God’s giving is not limited to physical blessings. The greatest of all God’s gifts is the "unspeakable gift" of His own Son. (2 Cor. 9:15; John 3:16) Scripture speaks of eternal life as a gift. (Rom. 6:23) And every believer has been blessed with "all spiritual blessings in heavenly places in Christ." (Eph. 1:3)

In contrast to God, the natural man is a "taker." It has been said, "The world is composed of takers and givers. The takers may eat better, but the givers sleep better." Even among the saints there are those who are spigots and those who are sponges. Those who are always pouring themselves out for the Lord and others, and those who are always on the receiving end.

In contrast to the natural man, godly men and women are givers. The godly men in assembly oversight are not to be greedy for money, but are to be given to hospitality. (1 Tim. 3:2–3) Barnabas, unlike Ananias, and Sapphira, was a giver of all the proceeds from the sale of his land. (Acts 4:37) Paul, speaking to the Thessalonians, said, "we were willing to have imparted unto you, not the gospel of God only, but also our own souls…." (1 Thess. 2:8) The Macedonian saints gave out of their poverty to the suffering saints in Jerusalem. (2 Cor. 9:2) Then there were the two widows. The one "of her want did cast in all that she had, even all her living." (Mk. 12:44) The other gave her last handful of meal to the prophet. (1 Kings 17:8–16)

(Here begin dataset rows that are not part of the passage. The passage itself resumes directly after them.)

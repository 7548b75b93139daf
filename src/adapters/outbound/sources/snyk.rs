use crate::adapters::outbound::network::ResilientClient;
use crate::enrichment::domain::{
    Advisory, ExternalReference, ExternalReferenceKind, Identifier, IdentifierKind, PackageUrl,
    Property, Rating, SbomComponent, Severity, Vulnerability, VulnerabilityReference,
};
use crate::ports::outbound::{Enricher, SourceAdapter};
use crate::shared::error::FetchError;
use async_trait::async_trait;
use chrono::{DateTime, SecondsFormat, Utc};
use serde::Deserialize;
use std::sync::Arc;
use tokio::sync::OnceCell;
use tracing::debug;

pub const DEFAULT_BASE_URL: &str = "https://api.snyk.io";

/// REST API version for the issues endpoint
const API_VERSION: &str = "2023-04-28";
const SELF_API_VERSION: &str = "2023-04-28~experimental";
const VULNERABILITY_DB: &str = "https://security.snyk.io";
const VULNERABILITY_PAGE: &str = "https://security.snyk.io/vuln";
const PACKAGE_PAGE: &str = "https://security.snyk.io/package";
const ADVISOR_PAGE: &str = "https://snyk.io/advisor";

/// purl type to Snyk Advisor ecosystem
const ADVISOR_ECOSYSTEMS: &[(&str, &str)] = &[
    ("npm", "npm-package"),
    ("pypi", "python"),
    ("golang", "golang"),
    ("docker", "docker"),
];

/// purl type to vulnerability database ecosystem
const DATABASE_ECOSYSTEMS: &[(&str, &str)] = &[
    ("cargo", "cargo"),
    ("cocoapods", "cocoapods"),
    ("composer", "composer"),
    ("golang", "golang"),
    ("hex", "hex"),
    ("maven", "maven"),
    ("npm", "npm"),
    ("nuget", "nuget"),
    ("pypi", "pip"),
    ("pub", "pub"),
    ("gem", "rubygems"),
    ("swift", "swift"),
];

/// Issues Snyk knows for one package version
#[derive(Debug, Clone, Default, Deserialize)]
pub struct SnykIssues {
    #[serde(default)]
    pub data: Vec<SnykIssue>,
    /// Public pages for the package, derived from its purl
    #[serde(skip)]
    pub pages: PackagePages,
}

#[derive(Debug, Clone, Default)]
pub struct PackagePages {
    pub advisor: Option<String>,
    pub vulnerability_db: Option<String>,
}

impl PackagePages {
    pub fn for_package(purl: &PackageUrl) -> Self {
        Self {
            advisor: advisor_url(purl),
            vulnerability_db: vulnerability_db_url(purl),
        }
    }
}

#[derive(Debug, Clone, Default, Deserialize)]
pub struct SnykIssue {
    pub id: String,
    #[serde(default)]
    pub attributes: IssueAttributes,
}

#[derive(Debug, Clone, Default, Deserialize)]
pub struct IssueAttributes {
    pub title: Option<String>,
    pub description: Option<String>,
    pub effective_severity_level: Option<String>,
    pub created_at: Option<DateTime<Utc>>,
    pub updated_at: Option<DateTime<Utc>>,
    #[serde(default)]
    pub problems: Vec<Problem>,
    #[serde(default)]
    pub severities: Vec<IssueSeverity>,
    #[serde(default)]
    pub slots: Slots,
}

/// A CWE, CVE or advisory identifier the issue maps to
#[derive(Debug, Clone, Default, Deserialize)]
pub struct Problem {
    pub id: String,
    pub source: String,
}

#[derive(Debug, Clone, Default, Deserialize)]
pub struct IssueSeverity {
    pub source: Option<String>,
    pub level: Option<String>,
    pub score: Option<f64>,
    pub vector: Option<String>,
    pub version: Option<String>,
}

#[derive(Debug, Clone, Default, Deserialize)]
pub struct Slots {
    #[serde(default)]
    pub references: Vec<SlotReference>,
}

#[derive(Debug, Clone, Default, Deserialize)]
pub struct SlotReference {
    pub title: Option<String>,
    pub url: Option<String>,
}

#[derive(Debug, Deserialize)]
struct SelfResponse {
    data: SelfData,
}

#[derive(Debug, Deserialize)]
struct SelfData {
    attributes: SelfAttributes,
}

#[derive(Debug, Deserialize)]
struct SelfAttributes {
    default_org_context: Option<String>,
}

pub const ENRICHERS: &[Enricher<SnykIssues>] = &[
    enrich_advisor_page,
    enrich_vulnerability_db_page,
    enrich_advisories,
    enrich_vulnerability_count,
];

/// Vulnerability data from the Snyk REST API, keyed on package URL
///
/// The client must carry the account's token. The organization is taken
/// from configuration when given, otherwise discovered once from the
/// account's default organization.
pub struct SnykAdapter {
    client: Arc<ResilientClient>,
    base_url: String,
    org_id: OnceCell<String>,
}

impl SnykAdapter {
    pub fn new(client: Arc<ResilientClient>, base_url: impl Into<String>) -> Self {
        Self {
            client,
            base_url: base_url.into().trim_end_matches('/').to_string(),
            org_id: OnceCell::new(),
        }
    }

    pub fn with_org_id(self, org_id: Option<String>) -> Self {
        match org_id {
            Some(id) => Self {
                org_id: OnceCell::new_with(Some(id)),
                ..self
            },
            None => self,
        }
    }

    async fn org_id(&self) -> Result<&str, FetchError> {
        let id = self
            .org_id
            .get_or_try_init(|| async {
                let url = format!("{}/rest/self?version={}", self.base_url, SELF_API_VERSION);
                let me: SelfResponse = self.client.get_json(&url).await?;
                let id = me
                    .data
                    .attributes
                    .default_org_context
                    .ok_or_else(|| FetchError::Decode {
                        target: url,
                        details: "account has no default organization".to_string(),
                    })?;
                debug!(org_id = %id, "using default Snyk organization");
                Ok::<String, FetchError>(id)
            })
            .await?;
        Ok(id.as_str())
    }
}

#[async_trait]
impl SourceAdapter for SnykAdapter {
    type Response = SnykIssues;

    fn name(&self) -> &'static str {
        "snyk"
    }

    fn identifier_kind(&self) -> IdentifierKind {
        IdentifierKind::Package
    }

    async fn fetch_by_identifier(&self, identifier: &Identifier) -> Result<SnykIssues, FetchError> {
        let purl = identifier.as_package().ok_or_else(|| FetchError::NotFound {
            target: identifier.to_string(),
        })?;
        let org_id = self.org_id().await?;
        let url = format!(
            "{}/rest/orgs/{}/packages/{}/issues?version={}",
            self.base_url,
            urlencoding::encode(org_id),
            urlencoding::encode(&purl.to_string()),
            API_VERSION
        );
        let mut issues: SnykIssues = self.client.get_json(&url).await?;
        issues.pages = PackagePages::for_package(purl);
        Ok(issues)
    }

    fn vulnerabilities(&self, issues: &SnykIssues) -> Vec<Vulnerability> {
        issues.data.iter().map(issue_to_vulnerability).collect()
    }
}

fn advisor_url(purl: &PackageUrl) -> Option<String> {
    let (_, ecosystem) = ADVISOR_ECOSYSTEMS.iter().find(|(ty, _)| *ty == purl.ty())?;
    let path = match purl.namespace() {
        Some(namespace) => format!("{}/{}", namespace, purl.name()),
        None => purl.name().to_string(),
    };
    Some(format!("{}/{}/{}", ADVISOR_PAGE, ecosystem, path))
}

fn vulnerability_db_url(purl: &PackageUrl) -> Option<String> {
    let (_, ecosystem) = DATABASE_ECOSYSTEMS.iter().find(|(ty, _)| *ty == purl.ty())?;
    let path = match (purl.namespace(), purl.ty()) {
        (Some(group), "maven") => format!("{}%3A{}", group, purl.name()),
        (Some(namespace), _) => format!("{}/{}", namespace, purl.name()),
        (None, _) => purl.name().to_string(),
    };
    Some(format!("{}/{}/{}", PACKAGE_PAGE, ecosystem, path))
}

fn issue_to_vulnerability(issue: &SnykIssue) -> Vulnerability {
    let attributes = &issue.attributes;
    let mut vulnerability = Vulnerability::new(issue.id.as_str());
    vulnerability.description = attributes.title.clone();
    vulnerability.detail = attributes.description.clone();
    vulnerability.created = attributes.created_at.map(rfc3339);
    vulnerability.updated = attributes.updated_at.map(rfc3339);

    for problem in &attributes.problems {
        match problem.source.as_str() {
            "CWE" => {
                if let Some(cwe) = problem.id.strip_prefix("CWE-").and_then(|n| n.parse().ok()) {
                    vulnerability.cwes.push(cwe);
                }
            }
            "CVE" | "GHSA" | "RHSA" => vulnerability.references.push(VulnerabilityReference {
                id: problem.id.clone(),
                source: problem.source.clone(),
            }),
            _ => {}
        }
    }

    vulnerability.advisories = attributes
        .slots
        .references
        .iter()
        .filter_map(|r| {
            Some(Advisory {
                title: r.title.clone(),
                url: r.url.clone()?,
            })
        })
        .collect();

    vulnerability.ratings = attributes
        .severities
        .iter()
        .map(|severity| {
            let source = severity.source.clone().unwrap_or_else(|| "Snyk".to_string());
            let source_url = (source == "Snyk").then(|| VULNERABILITY_DB.to_string());
            Rating {
                source,
                source_url,
                score: severity.score,
                severity: severity
                    .level
                    .as_deref()
                    .map(Severity::parse)
                    .unwrap_or(Severity::Unknown),
                method: severity.version.as_deref().map(cvss_method),
                vector: severity.vector.clone(),
            }
        })
        .collect();

    vulnerability
}

fn cvss_method(version: &str) -> String {
    match version {
        "4.0" => "CVSSv4",
        "3.1" => "CVSSv31",
        "3.0" | "3" => "CVSSv3",
        "2.0" | "2" => "CVSSv2",
        _ => "other",
    }
    .to_string()
}

fn rfc3339(at: DateTime<Utc>) -> String {
    at.to_rfc3339_opts(SecondsFormat::Secs, true)
}

fn enrich_advisor_page(component: &mut dyn SbomComponent, issues: &SnykIssues) {
    if let Some(url) = &issues.pages.advisor {
        component.add_external_reference(
            ExternalReference::new(ExternalReferenceKind::Other, url.as_str())
                .with_comment("Snyk Advisor"),
        );
    }
}

fn enrich_vulnerability_db_page(component: &mut dyn SbomComponent, issues: &SnykIssues) {
    if let Some(url) = &issues.pages.vulnerability_db {
        component.add_external_reference(
            ExternalReference::new(ExternalReferenceKind::Other, url.as_str())
                .with_comment("Snyk Vulnerability DB"),
        );
    }
}

fn enrich_advisories(component: &mut dyn SbomComponent, issues: &SnykIssues) {
    for issue in &issues.data {
        let mut reference = ExternalReference::new(
            ExternalReferenceKind::Advisories,
            format!("{}/{}", VULNERABILITY_PAGE, issue.id),
        );
        if let Some(title) = &issue.attributes.title {
            reference = reference.with_comment(title.as_str());
        }
        component.add_external_reference(reference);
    }
}

fn enrich_vulnerability_count(component: &mut dyn SbomComponent, issues: &SnykIssues) {
    component.add_property(Property::new(
        "snyk:vulnerability_count",
        issues.data.len().to_string(),
    ));
}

The Scriptures give us a number principles regarding our giving. Not to give to the Lord is spoken of as stealing. (Mal. 3:8–10) Giving to the Lord is simply returning to Him that which He has given us. (1 Chron. 29:14,16) Giving is to be done in secret. We are not to advertise it. (Matt. 6:1–4) Our giving is to be systematic, or regularly. (1 Cor. 16:2) Giving is to be proportional to one’s income. The greater the income, the greater the giving. (1 Cor. 16:2; 2 Cor. 8:3) Perhaps, most importantly, giving is be done willingly, "for God loveth a cheerful giver." (2 Cor. 8:3; 9:7) It has been said concerning the Macedonian saints who gave willingly out of their poverty, "Great tribulation, plus deep poverty, plus grace, equals abundant giving and abundant joy." Another has wisely noted, "Christian giving is not a matter of finances, it is a matter of faith."

Giving is likened to the sowing of seed. "He which soweth sparingly shall reap also sparingly; and he which soweth bountifully shall reap also bountifully." One can hoard his seed and received nothing in return, or one can sow bountifully and reap bountifully. Paul, writing to the Philippian saints, wrote, " I desire fruit that may abound to your account." (Phil. 4:17) Those who sow bountifully will reap bountifully in their heavenly account.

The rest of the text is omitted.